O volante Evertton Araújo, titular do Flamengo, virou alvo de protestos de torcedores que reclamaram da entrega em campo. “pra jogar desse jeito, eu mesmo jogo, só passe pra trás e pro lado, não marca e não cria”, escreveu um torcedor em publicação que viralizou.
Repercussão imediata
As críticas chegaram rápido: posts nas redes sociais, gritos em dias de treino e cobrança nas imediações do Ninho do Urubu. A cobrança não é exclusiva ao jogador — reflete também a impaciência de parte da torcida com o meio-campo do time nesta fase das competições.
Do lado do clube, não houve posição oficial sobre possível saída. Internamente, a diretoria costuma avaliar rendimento e mercado antes de tomar decisões em janelas de transferência.
Contexto e histórico
É comum no futebol carioca que jogadores de volância enfrentem pressão intensa: a função é de alto desgaste e visibilidade, sobretudo em times que disputam Brasileirão, Copa do Brasil e Libertadores. Para o torcedor, a diferença entre um meio-campo que segura o jogo e outro que perde a posse é perceptível e imediata.
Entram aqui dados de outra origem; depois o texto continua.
use crate::model::Coord;
use crate::model::Location;
use crate::model::Shape;

/// Axis-aligned rectangle; `min` is the corner with the smallest coordinates.
#[derive(Debug, Copy, Clone, PartialEq)]
pub struct Bounds {
    pub min: Location,
    pub max: Location,
}

impl Bounds {
    pub fn from_corners(a: Location, b: Location) -> Self {
        Self {
            min: Location::new(a.x.min(b.x), a.y.min(b.y)),
            max: Location::new(a.x.max(b.x), a.y.max(b.y)),
        }
    }

    pub fn width(&self) -> Coord {
        self.max.x - self.min.x
    }

    pub fn height(&self) -> Coord {
        self.max.y - self.min.y
    }

    pub fn center(&self) -> Location {
        Location::new(
            (self.min.x + self.max.x) / 2.0,
            (self.min.y + self.max.y) / 2.0,
        )
    }

    pub fn contains_point(&self, point: Location) -> bool {
        point.x >= self.min.x
            && point.x <= self.max.x
            && point.y >= self.min.y
            && point.y <= self.max.y
    }

    /// Touching edges count as an intersection.
    pub fn intersects(&self, other: &Bounds) -> bool {
        !(self.max.x < other.min.x
            || self.min.x > other.max.x
            || self.max.y < other.min.y
            || self.min.y > other.max.y)
    }

    pub fn intersects_circle(&self, center: Location, radius: Coord) -> bool {
        let closest = Location::new(
            center.x.max(self.min.x).min(self.max.x),
            center.y.max(self.min.y).min(self.max.y),
        );
        center.distance_squared(closest) < radius * radius
    }
}

#[derive(Debug, Copy, Clone, PartialEq)]
pub enum PositionedShape {
    Circle { center: Location, radius: Coord },
    Rectangle(Bounds),
}

impl Shape {
    /// Centers the shape on `center`.
    pub fn positioned(&self, center: Location) -> PositionedShape {
        match *self {
            Shape::Circle(radius) => PositionedShape::Circle { center, radius },
            Shape::Rectangle(w, h) => {
                let half = Location::new(w / 2.0, h / 2.0);
                PositionedShape::Rectangle(Bounds::from_corners(center - half, center + half))
            }
        }
    }
}

impl PositionedShape {
    pub fn center(&self) -> Location {
        match self {
            PositionedShape::Circle { center, .. } => *center,
            PositionedShape::Rectangle(bounds) => bounds.center(),
        }
    }

    pub fn bounds(&self) -> Bounds {
        match self {
            PositionedShape::Circle { center, radius } => {
                let r = Location::new(*radius, *radius);
                Bounds::from_corners(*center - r, *center + r)
            }
            PositionedShape::Rectangle(bounds) => *bounds,
        }
    }

    pub fn contains_point(&self, point: Location) -> bool {
        match self {
            PositionedShape::Circle { center, radius } => {
                center.distance_squared(point) < radius * radius
            }
            PositionedShape::Rectangle(bounds) => bounds.contains_point(point),
        }
    }

    pub fn intersects(&self, other: &PositionedShape) -> bool {
        use PositionedShape::*;

        match (self, other) {
            (Circle { center: c1, radius: r1 }, Circle { center: c2, radius: r2 }) => {
                let radius_sum = r1 + r2;
                c1.distance_squared(*c2) < radius_sum * radius_sum
            }
            (Circle { center, radius }, Rectangle(bounds)) => bounds.intersects_circle(*center, *radius),
            (Rectangle(bounds), Circle { center, radius }) => bounds.intersects_circle(*center, *radius),
            (Rectangle(a), Rectangle(b)) => a.intersects(b),
        }
    }
}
Historicamente, o Flamengo recorreu ao mercado quando entendeu que um atleta não se encaixava na proposta técnica ou pouco rendia em momentos decisivos. A situação de Evertton entra nesse roteiro de avaliação, com debates sobre reposição e custo-benefício.
Possíveis desdobramentos
Se a pressão se mantiver, há dois caminhos práticos: buscar negociação no mercado nacional e internacional ou dar ao jogador tempo para reação com mais rodagem. Qualquer decisão passa pela análise técnica do treinador e pelo balanço financeiro do clube.
Para o torcedor, entretanto, a equação é simples: resultado e entrega. Enquanto isso, o clube precisa ponderar o impacto esportivo e econômico antes de organizar uma saída.
O desfecho depende de fatores que envolvem mercado, proposta da diretoria e desempenho do jogador nos próximos compromissos — inclusive em jogos no Maracanã, palco onde a cobrança costuma ser mais direta.